Payable-on-death designations are used on all kinds of financial accounts, including savings and checking accounts. They provide an easy (and immediate) way for money to transfer to someone else as soon as the owner of the account passes away.
But a payable-on-death designation can be problematic and called into question by someone’s heirs for a number of reasons. Anyone who is creating an estate plan (and anybody in charge of someone’s estate) should understand as much as they can about how these designations work.
Payable-on-death designations override what’s in a will
Financial accounts with a payable-on-death designation are governed solely by that designation. In other words, nothing written in someone’s will can override the designation on the account.

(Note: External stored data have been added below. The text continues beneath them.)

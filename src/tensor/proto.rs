//! Wire definition of the ONNX `TensorProto` message.
//!
//! Only the fields needed to recover a dense numeric tensor are declared;
//! `external_data` (13) is skipped as an unknown field.

/// `data_location` value for tensors whose payload lives outside the message.
pub const DATA_LOCATION_EXTERNAL: i32 = 1;

/// Marks a message as one chunk `[begin, end)` of a larger tensor.
#[derive(Clone, PartialEq, ::prost::Message)]
pub struct Segment {
    #[prost(int64, tag = "1")]
    pub begin: i64,
    #[prost(int64, tag = "2")]
    pub end: i64,
}

#[derive(Clone, PartialEq, ::prost::Message)]
pub struct TensorProto {
    #[prost(int64, repeated, tag = "1")]
    pub dims: Vec<i64>,
    #[prost(int32, tag = "2")]
    pub data_type: i32,
    #[prost(message, optional, tag = "3")]
    pub segment: Option<Segment>,
    #[prost(float, repeated, tag = "4")]
    pub float_data: Vec<f32>,
    #[prost(int32, repeated, tag = "5")]
    pub int32_data: Vec<i32>,
    #[prost(bytes = "vec", repeated, tag = "6")]
    pub string_data: Vec<Vec<u8>>,
    #[prost(int64, repeated, tag = "7")]
    pub int64_data: Vec<i64>,
    #[prost(string, tag = "8")]
    pub name: String,
    #[prost(bytes = "vec", tag = "9")]
    pub raw_data: Vec<u8>,
    #[prost(double, repeated, tag = "10")]
    pub double_data: Vec<f64>,
    #[prost(uint64, repeated, tag = "11")]
    pub uint64_data: Vec<u64>,
    #[prost(string, tag = "12")]
    pub doc_string: String,
    #[prost(int32, tag = "14")]
    pub data_location: i32,
}
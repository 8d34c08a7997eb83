//! Headerless int16 buffers: `count * 2` little-endian bytes, nothing else.
use std::fs::File;
use std::io::{self, BufReader, BufWriter, Read, Write};
use std::path::Path;

pub fn write_raw_i16<P: AsRef<Path>>(path: P, data: &[i16]) -> io::Result<u64> {
    write_raw_i16_to(File::create(path)?, data)
}

pub fn write_raw_i16_to<W: Write>(w: W, data: &[i16]) -> io::Result<u64> {
    let mut w = BufWriter::new(w);
    for v in data {
        w.write_all(&v.to_le_bytes())?;
    }
    w.flush()?;
    Ok(data.len() as u64 * 2)
}

pub fn read_raw_i16<P: AsRef<Path>>(path: P) -> io::Result<Vec<i16>> {
    let mut r = BufReader::new(File::open(path)?);
    let mut bytes = Vec::new();
    r.read_to_end(&mut bytes)?;
    if bytes.len() % 2 != 0 {
        return Err(io::Error::new(io::ErrorKind::InvalidData, "odd byte count in int16 raw file"));
    }
    Ok(bytes.chunks_exact(2).map(|c| i16::from_le_bytes([c[0], c[1]])).collect())
}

Payable-on-death designations can lead to legal disputes in a number of situations. Sometimes, for example, a testator will make their oldest adult child the payable-on-death beneficiary and expect them to share with their siblings. The moral obligation might be there, but they may not have any legal obligation to do so — which will likely lead to trouble.
Sometimes a testator simply forgets who they made their payable-on-death designee, so they write the account into their will and leave the asset to someone else. Quite naturally, that’s going to leave the person named in the will and the person who actually receives the money at odds.
The legal challenges of payable on death designations are often very complex. If you think that there’s a valid issue with a payable on death designation, be sure to review the matter thoroughly. It might behoove you to discuss it with a person who’s familiar with these cases. It’s important that the decedent’s wishes are met.